## What to do
An exact, word-for-word copy of the entries is required, beginning at the line that contains "#[derive(Debug, Clone)]" and ending at the last line, both included.

## Given data

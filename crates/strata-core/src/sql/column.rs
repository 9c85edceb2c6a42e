//! Column references.

/// Creates an unqualified column reference.
#[must_use]
pub fn col(name: &str) -> Column {
    Column {
        table: None,
        name: String::from(name),
    }
}

/// A column reference, rendered as raw SQL.
///
/// Columns are usually obtained from a table definition generated by
/// `#[derive(Table)]`, which qualifies them with the table name.
#[derive(Debug, Clone)]
pub struct Column {
    /// Optional table qualifier.
    pub table: Option<String>,
    /// Column name.
    pub name: String,
}

impl Column {
    /// Creates a qualified column reference.
    #[must_use]
    pub fn qualified(table: &str, name: &str) -> Self {
        Self {
            table: Some(String::from(table)),
            name: String::from(name),
        }
    }

    /// Returns the SQL representation.
    #[must_use]
    pub fn to_sql(&self) -> String {
        self.table
            .as_ref()
            .map_or_else(|| self.name.clone(), |t| format!("{t}.{}", self.name))
    }
}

## Expected output
#[derive(Debug, Clone)]
pub struct Column {
    /// Optional table qualifier.
    pub table: Option<String>,
    /// Column name.
    pub name: String,
}

impl Column {
    /// Creates a qualified column reference.
    #[must_use]
    pub fn qualified(table: &str, name: &str) -> Self {
        Self {
            table: Some(String::from(table)),
            name: String::from(name),
        }
    }

    /// Returns the SQL representation.
    #[must_use]
    pub fn to_sql(&self) -> String {
        self.table
            .as_ref()
            .map_or_else(|| self.name.clone(), |t| format!("{t}.{}", self.name))
    }
}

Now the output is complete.